Problem details:
Give all the records again, with no alterations.

── Material for the task

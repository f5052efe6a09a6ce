use super::types::response;
use crate::{
    modules::{auth::middleware::Auth, wallet::repository},
    types::Context,
};
use std::sync::Arc;

pub async fn service(ctx: Arc<Context>, auth: Auth) -> response::Response {
    repository::find_by_owner_id(&ctx.db_conn.pool, auth.user.id)
        .await
        .map_err(|_| response::Error::FailedToFetchWallet)?
        .ok_or(response::Error::WalletNotFound)
        .map(response::Success::Wallet)
}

────

Problem solution:
repository f5052efe6a09a6ce
use super::types::response;
use crate::{
    modules::{auth::middleware::Auth, wallet::repository},
    types::Context,
};
use std::sync::Arc;

pub async fn service(ctx: Arc<Context>, auth: Auth) -> response::Response {
    repository::find_by_owner_id(&ctx.db_conn.pool, auth.user.id)
        .await
        .map_err(|_| response::Error::FailedToFetchWallet)?
        .ok_or(response::Error::WalletNotFound)
        .map(response::Success::Wallet)
}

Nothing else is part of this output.